Judge Timika Lane was born and raised in West Philadelphia. She attended the McCall School, Friends Select and West Catholic High School during her formative years. She is a graduate of Howard University in Washington D.C., where she excelled as a student leader, and was initiated into Delta Sigma Theta Sorority, Incorporated, Alpha Chapter. The value of hard work and public service were instilled in her at a very young age by her grandmother and mother, now a retired Philadelphia Police Detective, values she has passed on to her own daughter Tori, a student at Howard University. With those values engrained in her, she took on the challenge of teaching social studies to middle school students in Prince George’s County, Maryland.
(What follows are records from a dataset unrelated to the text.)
//! Integration tests for the bot notification feed

use crate::settle;
use livefeed::config::NotificationFeedConfig;
use livefeed::feed::{BotEventType, NotificationFeed};
use livefeed::ws::{ConnectionState, LoopbackConnector};
use std::sync::Arc;
use std::time::Duration;

const RETRY: Duration = Duration::from_millis(5000);

fn bot_frame(event_type: &str, symbol: &str) -> String {
    format!(
        r#"{{"type":"bot_event","eventType":"{event_type}","symbol":"{symbol}","timestamp":"2024-01-01T12:00:00Z"}}"#
    )
}

fn feed_with(config: NotificationFeedConfig) -> (NotificationFeed, Arc<LoopbackConnector>) {
    let connector = LoopbackConnector::new();
    let feed = NotificationFeed::with_connector("http://localhost:8080", &config, connector.clone());
    (feed, connector)
}

fn feed() -> (NotificationFeed, Arc<LoopbackConnector>) {
    feed_with(NotificationFeedConfig::default())
}

#[tokio::test(start_paused = true)]
async fn test_subscribe_connects_to_event_endpoint() {
    let (feed, connector) = feed();
    assert_eq!(connector.urls(), vec!["ws://localhost:8080/ws/bot-events"]);
    assert_eq!(feed.last_error(), "");

    connector.latest().unwrap().open();
    settle().await;
    assert!(feed.is_connected());
}

#[tokio::test(start_paused = true)]
async fn test_repeated_looking_collapses() {
    let (feed, connector) = feed();
    let peer = connector.latest().unwrap();
    peer.open();
    peer.text(bot_frame("looking", "TSLA"));
    peer.text(bot_frame("looking", "TSLA"));
    peer.text(bot_frame("looking", "AAPL"));
    settle().await;

    let symbols: Vec<_> = feed
        .notifications()
        .into_iter()
        .map(|n| n.event.symbol)
        .collect();
    assert_eq!(symbols, vec!["AAPL", "TSLA"]);
    assert_eq!(feed.tracked_symbols(), 2);
}

#[tokio::test(start_paused = true)]
async fn test_looking_suppression_follows_elapsed_time() {
    let (feed, connector) = feed();
    let peer = connector.latest().unwrap();
    peer.open();
    peer.text(bot_frame("looking", "TSLA"));
    settle().await;

    tokio::time::sleep(Duration::from_secs(10)).await;
    peer.text(bot_frame("looking", "TSLA"));
    settle().await;
    assert_eq!(feed.notifications().len(), 1);

    tokio::time::sleep(Duration::from_secs(6 * 60)).await;
    peer.text(bot_frame("looking", "TSLA"));
    settle().await;
    assert_eq!(feed.notifications().len(), 2);
}

#[tokio::test(start_paused = true)]
async fn test_largest_configured_window_subscribes() {
    let (feed, connector) = feed_with(NotificationFeedConfig {
        dedup_window_secs: i64::MAX as u64,
        ..Default::default()
    });
    let peer = connector.latest().unwrap();
    peer.open();
    peer.text(bot_frame("looking", "TSLA"));
    settle().await;

    tokio::time::sleep(Duration::from_secs(24 * 60 * 60)).await;
    peer.text(bot_frame("looking", "TSLA"));
    settle().await;

    assert!(feed.is_connected());
    assert_eq!(feed.notifications().len(), 1);
}

#[tokio::test(start_paused = true)]
async fn test_zero_window_disables_suppression() {
    let (feed, connector) = feed_with(NotificationFeedConfig {
        dedup_window_secs: 0,
        ..Default::default()
    });
    let peer = connector.latest().unwrap();
    peer.open();
    peer.text(bot_frame("looking", "TSLA"));
    peer.text(bot_frame("looking", "TSLA"));
    settle().await;

    assert_eq!(feed.notifications().len(), 2);
}

#[tokio::test(start_paused = true)]
async fn test_trade_events_always_logged() {
    let (feed, connector) = feed();
    let peer = connector.latest().unwrap();
    peer.open();
    for kind in ["entry", "entry", "exit", "exit", "skip", "error", "connected"] {
        peer.text(bot_frame(kind, "TSLA"));
    }
    settle().await;

    let log = feed.notifications();
    assert_eq!(log.len(), 7);
    assert_eq!(log[0].event.event_type, BotEventType::Connected);
    assert_eq!(log[6].event.event_type, BotEventType::Entry);
}

#[tokio::test(start_paused = true)]
async fn test_log_keeps_newest_entries() {
    let (feed, connector) = feed_with(NotificationFeedConfig {
        max_notifications: 3,
        ..Default::default()
    });
    let peer = connector.latest().unwrap();
    peer.open();
    for symbol in ["A", "B", "C", "D", "E"] {
        peer.text(bot_frame("entry", symbol));
    }
    settle().await;

    let symbols: Vec<_> = feed
        .notifications()
        .into_iter()
        .map(|n| n.event.symbol)
        .collect();
    assert_eq!(symbols, vec!["E", "D", "C"]);
}

#[tokio::test(start_paused = true)]
async fn test_dismiss_and_clear() {
    let (feed, connector) = feed();
    let peer = connector.latest().unwrap();
    peer.open();
    peer.text(bot_frame("entry", "A"));
    peer.text(bot_frame("exit", "B"));
    settle().await;

    let log = feed.notifications();
    assert!(feed.dismiss(log[0].id));
    assert!(!feed.dismiss(log[0].id));
    assert_eq!(feed.notifications().len(), 1);

    feed.clear_all();
    assert!(feed.notifications().is_empty());
}

#[tokio::test(start_paused = true)]
async fn test_clear_does_not_reset_dedup() {
    let (feed, connector) = feed();
    let peer = connector.latest().unwrap();
    peer.open();
    peer.text(bot_frame("looking", "TSLA"));
    settle().await;

    feed.clear_all();
    peer.text(bot_frame("looking", "TSLA"));
    settle().await;

    assert!(feed.notifications().is_empty());
}

#[tokio::test(start_paused = true)]
async fn test_clean_close_is_not_retried() {
    for code in [1000, 1001] {
        let (feed, connector) = feed();
        let peer = connector.latest().unwrap();
        peer.open();
        peer.close(Some(code));
        settle().await;

        tokio::time::sleep(RETRY * 2).await;
        assert_eq!(connector.open_count(), 1);
        assert_eq!(feed.status().state, ConnectionState::Closed);
    }
}

#[tokio::test(start_paused = true)]
async fn test_abnormal_close_retried_after_fixed_delay() {
    let (feed, connector) = feed();
    let peer = connector.latest().unwrap();
    peer.open();
    peer.error("connection reset");
    peer.close(Some(1006));
    settle().await;

    assert_eq!(feed.last_error(), "connection reset");
    assert!(!feed.is_connected());

    tokio::time::sleep(RETRY - Duration::from_millis(10)).await;
    assert_eq!(connector.open_count(), 1);

    tokio::time::sleep(Duration::from_millis(20)).await;
    settle().await;
    assert_eq!(connector.open_count(), 2);

    connector.latest().unwrap().open();
    settle().await;
    assert!(feed.is_connected());
    assert_eq!(feed.last_error(), "");
}

#[tokio::test(start_paused = true)]
async fn test_log_survives_reconnect() {
    let (feed, connector) = feed();
    let peer = connector.latest().unwrap();
    peer.open();
    peer.text(bot_frame("entry", "TSLA"));
    peer.close(None);
    settle().await;

    tokio::time::sleep(RETRY).await;
    settle().await;

    assert_eq!(connector.open_count(), 2);
    assert_eq!(feed.notifications().len(), 1);
}

#[tokio::test(start_paused = true)]
async fn test_imperative_disconnect_and_connect() {
    let (feed, connector) = feed();
    connector.latest().unwrap().open();
    settle().await;

    feed.disconnect();
    feed.disconnect();
    settle().await;
    assert!(!feed.is_connected());

    feed.connect();
    assert_eq!(connector.open_count(), 2);
    connector.latest().unwrap().open();
    settle().await;
    assert!(feed.is_connected());
}

#[tokio::test(start_paused = true)]
async fn test_late_frame_after_drop_is_harmless() {
    let (feed, connector) = feed();
    let updates = feed.updates();
    let peer = connector.latest().unwrap();
    peer.open();
    peer.text(bot_frame("entry", "TSLA"));
    settle().await;

    drop(feed);
    // may or may not reach the channel; either way it is never applied
    peer.text(bot_frame("exit", "TSLA"));
    settle().await;

    assert_eq!(updates.borrow().len(), 1);
    assert!(peer.is_released());
}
Following a successful teaching career, Judge Lane decided to pursue a career in law. In 2002, she received her Juris Doctor degree from Rutgers-Camden School of Law in New Jersey. While attending Rutgers, she continuously sought ways to serve her community and worked for the Pro Bono Domestic Violence Project, the Bankruptcy Pro Bono Project and co-chaired the Black Law Students Community Outreach program. Her legal career has been defined by her desire to serve the community. After serving as a law clerk, she represented clients in various areas of family law, ranging from support to custody issues, and represented indigent families involved in dependent matters as a Certified Child Advocate Attorney. Afterwards, she went on to work as a major trial attorney for the Defender Association of Philadelphia. Her primary duties were to litigate complex criminal jury and waiver trials for indigent adults and juveniles in Philadelphia’s criminal justice system. She also served as a supervisor and an attorney for the Safe Surrender Program at True Gospel Tabernacle Family Church.
She left the Defender Association to serve the community in a different capacity, as Chief Legal Counsel for State Senator Anthony H. Williams and as the Democratic Executive Director for the Pennsylvania State Senate State Government Committee. In this role, she was on the front lines challenging Pennsylvania’s restrictive Photo ID law, organizing rallies and drafting legislation to counter its disparate impact on seniors, minorities, LGBTQ+ and the poor. Additionally, she assessed the constitutionality of proposed and existing legislation, and provided legal advice and guidance regarding the legal implications of legislation, regulations, and administrative policies. She also served as an Arbitrator and member of the Pennsylvania and Philadelphia Bar Associations.
In January 2013, after much soul searching and consultation with her family and Pastor, she decided to pursue a seat on the Court of Common Pleas. To accomplish this goal, she left her position and sold her car because she knew the challenges she would face. Despite seemingly insurmountable odds, she forged ahead walking by faith. Her tireless and dedicated approach was met with success when she was officially elected to the Court of the Common Pleas in November 2013. Judge Lane received a rating of “Recommended” for Superior Court by the Pennsylvania Bar Association in 2021.
She is presently assigned to the Major Trials program in the Criminal Division. Here, Judge Lane is the sole judge handling human trafficking cases. In addition, she handles serious felony criminal matters including but not limited to, domestic/family violence, sexual assault, attempted murder, aggravated assault, arson, robbery and burglary. She also handles Investigative Grand Jury matters and oversees the Uplift, Fast Track and Branching Up (formerly Roots to Re-entry) programs.
Currently, she serves as Chair of the Board of Judges Board of City Trust Committee, Co-Chair of the Local Criminal Rules Committee and a member of the Communication and Community Affairs, Jury, FYI and Women Judges Initiative committees. Recently, the Pennsylvania Supreme Court appointed her to the County Adult Probation and Parole Advisory Committee (CAPPAC) where she serves as Co-Chair. Additionally, she served on the Elder Task Force and as former secretary for the Clifford Scott Green Chapter of the National Judicial Council.